── Data for analysis
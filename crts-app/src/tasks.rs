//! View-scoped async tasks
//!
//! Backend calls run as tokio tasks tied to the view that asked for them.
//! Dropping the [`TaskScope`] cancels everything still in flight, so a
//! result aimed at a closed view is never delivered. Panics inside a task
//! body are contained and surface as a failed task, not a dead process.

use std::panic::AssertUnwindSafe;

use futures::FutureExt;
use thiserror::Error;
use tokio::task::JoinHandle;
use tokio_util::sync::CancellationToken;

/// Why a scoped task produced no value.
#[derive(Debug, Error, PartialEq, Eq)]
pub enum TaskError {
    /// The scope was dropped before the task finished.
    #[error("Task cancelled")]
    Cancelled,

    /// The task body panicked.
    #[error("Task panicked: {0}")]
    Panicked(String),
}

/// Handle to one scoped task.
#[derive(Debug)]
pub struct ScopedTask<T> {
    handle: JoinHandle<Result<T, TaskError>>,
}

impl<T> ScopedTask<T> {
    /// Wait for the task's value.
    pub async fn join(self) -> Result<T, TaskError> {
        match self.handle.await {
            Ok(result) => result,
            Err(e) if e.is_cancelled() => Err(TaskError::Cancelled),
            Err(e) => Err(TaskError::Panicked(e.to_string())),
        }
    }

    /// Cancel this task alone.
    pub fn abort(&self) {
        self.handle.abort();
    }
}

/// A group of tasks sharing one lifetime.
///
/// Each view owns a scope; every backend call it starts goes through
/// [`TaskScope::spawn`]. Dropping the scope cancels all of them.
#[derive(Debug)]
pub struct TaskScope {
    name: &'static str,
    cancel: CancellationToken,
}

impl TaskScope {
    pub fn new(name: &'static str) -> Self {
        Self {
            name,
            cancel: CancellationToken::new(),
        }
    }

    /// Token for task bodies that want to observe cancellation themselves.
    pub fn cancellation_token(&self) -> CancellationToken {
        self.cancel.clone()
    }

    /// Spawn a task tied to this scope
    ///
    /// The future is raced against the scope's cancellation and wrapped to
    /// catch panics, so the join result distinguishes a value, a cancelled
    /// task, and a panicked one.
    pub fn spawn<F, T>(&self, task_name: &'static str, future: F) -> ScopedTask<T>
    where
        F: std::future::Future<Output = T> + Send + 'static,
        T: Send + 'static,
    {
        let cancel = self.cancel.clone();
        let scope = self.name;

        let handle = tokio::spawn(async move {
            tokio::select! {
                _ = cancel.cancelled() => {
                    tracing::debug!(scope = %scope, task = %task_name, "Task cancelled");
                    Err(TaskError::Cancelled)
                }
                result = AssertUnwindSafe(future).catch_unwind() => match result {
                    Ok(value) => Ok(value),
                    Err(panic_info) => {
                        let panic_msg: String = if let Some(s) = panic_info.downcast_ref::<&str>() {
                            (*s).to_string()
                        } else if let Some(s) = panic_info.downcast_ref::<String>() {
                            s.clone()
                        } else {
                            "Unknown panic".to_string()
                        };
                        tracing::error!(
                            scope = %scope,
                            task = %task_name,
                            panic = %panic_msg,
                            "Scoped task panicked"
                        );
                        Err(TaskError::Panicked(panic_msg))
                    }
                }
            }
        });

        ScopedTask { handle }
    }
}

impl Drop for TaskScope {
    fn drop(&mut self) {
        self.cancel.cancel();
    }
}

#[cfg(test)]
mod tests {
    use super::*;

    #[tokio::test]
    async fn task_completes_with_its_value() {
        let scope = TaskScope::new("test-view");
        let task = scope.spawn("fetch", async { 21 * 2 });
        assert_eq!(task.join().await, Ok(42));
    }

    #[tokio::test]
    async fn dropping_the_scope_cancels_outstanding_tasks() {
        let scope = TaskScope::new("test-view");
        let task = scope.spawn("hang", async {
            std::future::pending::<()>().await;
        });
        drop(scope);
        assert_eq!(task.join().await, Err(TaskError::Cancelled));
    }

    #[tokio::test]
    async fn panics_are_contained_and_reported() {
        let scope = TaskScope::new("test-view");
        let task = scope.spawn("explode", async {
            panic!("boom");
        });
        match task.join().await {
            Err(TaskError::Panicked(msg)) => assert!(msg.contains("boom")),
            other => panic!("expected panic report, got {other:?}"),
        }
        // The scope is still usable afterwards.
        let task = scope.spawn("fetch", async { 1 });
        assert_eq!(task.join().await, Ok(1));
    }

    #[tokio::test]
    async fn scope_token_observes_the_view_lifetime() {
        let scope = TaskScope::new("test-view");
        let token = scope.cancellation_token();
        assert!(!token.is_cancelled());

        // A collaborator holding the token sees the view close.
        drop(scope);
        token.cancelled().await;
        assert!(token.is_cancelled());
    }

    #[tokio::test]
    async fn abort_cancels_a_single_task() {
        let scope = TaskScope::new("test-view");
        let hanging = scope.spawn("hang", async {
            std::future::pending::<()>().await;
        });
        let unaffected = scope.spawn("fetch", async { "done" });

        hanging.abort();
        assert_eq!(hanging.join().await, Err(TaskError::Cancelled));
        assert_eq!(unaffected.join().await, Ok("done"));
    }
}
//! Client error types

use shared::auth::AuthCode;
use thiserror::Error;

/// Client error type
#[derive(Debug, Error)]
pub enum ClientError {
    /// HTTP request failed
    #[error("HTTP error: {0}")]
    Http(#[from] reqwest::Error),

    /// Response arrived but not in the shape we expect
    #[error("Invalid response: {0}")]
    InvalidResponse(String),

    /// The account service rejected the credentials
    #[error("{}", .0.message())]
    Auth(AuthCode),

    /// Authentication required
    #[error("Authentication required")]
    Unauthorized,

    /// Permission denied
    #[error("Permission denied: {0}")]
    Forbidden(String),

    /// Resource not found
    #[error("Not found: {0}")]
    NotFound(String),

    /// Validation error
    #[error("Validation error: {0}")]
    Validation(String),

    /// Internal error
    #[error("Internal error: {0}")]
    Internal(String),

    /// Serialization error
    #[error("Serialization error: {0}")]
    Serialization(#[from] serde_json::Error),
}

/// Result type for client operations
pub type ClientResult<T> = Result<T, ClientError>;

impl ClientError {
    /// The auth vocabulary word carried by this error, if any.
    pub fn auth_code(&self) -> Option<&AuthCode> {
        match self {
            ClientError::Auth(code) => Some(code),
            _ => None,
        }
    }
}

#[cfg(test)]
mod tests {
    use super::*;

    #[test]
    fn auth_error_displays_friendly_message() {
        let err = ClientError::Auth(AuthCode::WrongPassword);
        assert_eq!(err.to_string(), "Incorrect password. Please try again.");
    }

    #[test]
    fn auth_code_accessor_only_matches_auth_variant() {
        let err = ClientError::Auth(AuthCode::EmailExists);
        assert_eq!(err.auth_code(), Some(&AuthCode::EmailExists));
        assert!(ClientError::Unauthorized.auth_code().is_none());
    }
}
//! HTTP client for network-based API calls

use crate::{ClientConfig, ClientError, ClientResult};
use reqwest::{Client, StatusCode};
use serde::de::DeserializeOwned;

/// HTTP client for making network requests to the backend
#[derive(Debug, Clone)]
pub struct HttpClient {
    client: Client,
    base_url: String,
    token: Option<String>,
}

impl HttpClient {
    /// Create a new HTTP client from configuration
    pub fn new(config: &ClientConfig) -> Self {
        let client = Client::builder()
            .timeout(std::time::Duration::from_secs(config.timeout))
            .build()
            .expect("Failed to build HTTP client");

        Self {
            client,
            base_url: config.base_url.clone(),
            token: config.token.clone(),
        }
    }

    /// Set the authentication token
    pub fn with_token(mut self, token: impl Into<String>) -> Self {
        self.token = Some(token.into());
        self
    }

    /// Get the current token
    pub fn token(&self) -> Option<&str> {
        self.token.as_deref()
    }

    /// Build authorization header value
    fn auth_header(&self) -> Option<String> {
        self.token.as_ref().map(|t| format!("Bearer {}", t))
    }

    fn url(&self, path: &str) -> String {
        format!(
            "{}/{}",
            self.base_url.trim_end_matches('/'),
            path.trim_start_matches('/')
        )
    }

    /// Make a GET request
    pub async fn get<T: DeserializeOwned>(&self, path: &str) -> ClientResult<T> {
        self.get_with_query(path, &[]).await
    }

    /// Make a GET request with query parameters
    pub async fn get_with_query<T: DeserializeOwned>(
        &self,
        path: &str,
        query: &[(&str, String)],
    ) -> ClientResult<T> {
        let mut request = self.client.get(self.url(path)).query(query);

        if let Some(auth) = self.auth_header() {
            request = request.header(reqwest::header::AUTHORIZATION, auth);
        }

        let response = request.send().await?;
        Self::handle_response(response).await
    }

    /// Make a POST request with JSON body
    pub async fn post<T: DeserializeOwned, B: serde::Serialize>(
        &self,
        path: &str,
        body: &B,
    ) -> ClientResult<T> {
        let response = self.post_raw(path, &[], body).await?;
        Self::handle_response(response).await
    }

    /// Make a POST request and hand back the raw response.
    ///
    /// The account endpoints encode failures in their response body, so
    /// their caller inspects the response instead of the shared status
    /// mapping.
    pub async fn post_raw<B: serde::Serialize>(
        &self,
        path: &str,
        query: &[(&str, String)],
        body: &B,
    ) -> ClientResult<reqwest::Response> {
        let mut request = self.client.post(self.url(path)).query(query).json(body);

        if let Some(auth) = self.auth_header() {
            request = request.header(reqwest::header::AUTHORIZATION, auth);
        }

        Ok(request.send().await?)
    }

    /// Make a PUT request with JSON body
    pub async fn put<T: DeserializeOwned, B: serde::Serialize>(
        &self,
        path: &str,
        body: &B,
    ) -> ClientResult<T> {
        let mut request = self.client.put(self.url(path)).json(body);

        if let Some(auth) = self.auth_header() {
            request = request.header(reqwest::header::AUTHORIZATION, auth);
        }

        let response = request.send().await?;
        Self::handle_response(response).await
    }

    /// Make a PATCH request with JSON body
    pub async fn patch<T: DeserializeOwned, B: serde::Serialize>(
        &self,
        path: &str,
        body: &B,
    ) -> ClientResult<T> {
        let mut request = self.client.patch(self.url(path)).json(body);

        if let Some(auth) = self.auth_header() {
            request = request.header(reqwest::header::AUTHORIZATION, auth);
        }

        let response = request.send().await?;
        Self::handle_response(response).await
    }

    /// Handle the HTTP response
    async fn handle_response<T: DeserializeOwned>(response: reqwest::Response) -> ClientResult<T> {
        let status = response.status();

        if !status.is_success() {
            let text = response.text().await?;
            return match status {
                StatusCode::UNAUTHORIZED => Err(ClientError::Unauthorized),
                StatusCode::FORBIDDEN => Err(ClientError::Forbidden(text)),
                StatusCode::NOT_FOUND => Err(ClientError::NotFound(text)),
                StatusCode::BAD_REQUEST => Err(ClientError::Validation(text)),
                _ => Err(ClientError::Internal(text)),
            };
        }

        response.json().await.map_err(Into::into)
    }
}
────
= Task to carry out =
Would you output, from the records above, exactly the run of lines that starts at the line containing "flight, so a" and ends at the line containing "pub async fn join(self)", and only that run?

= The completed task =
//! Dropping the [`TaskScope`] cancels everything still in flight, so a
//! result aimed at a closed view is never delivered. Panics inside a task
//! body are contained and surface as a failed task, not a dead process.

use std::panic::AssertUnwindSafe;

use futures::FutureExt;
use thiserror::Error;
use tokio::task::JoinHandle;
use tokio_util::sync::CancellationToken;

/// Why a scoped task produced no value.
#[derive(Debug, Error, PartialEq, Eq)]
pub enum TaskError {
    /// The scope was dropped before the task finished.
    #[error("Task cancelled")]
    Cancelled,

    /// The task body panicked.
    #[error("Task panicked: {0}")]
    Panicked(String),
}

/// Handle to one scoped task.
#[derive(Debug)]
pub struct ScopedTask<T> {
    handle: JoinHandle<Result<T, TaskError>>,
}

impl<T> ScopedTask<T> {
    /// Wait for the task's value.
    pub async fn join(self) -> Result<T, TaskError> {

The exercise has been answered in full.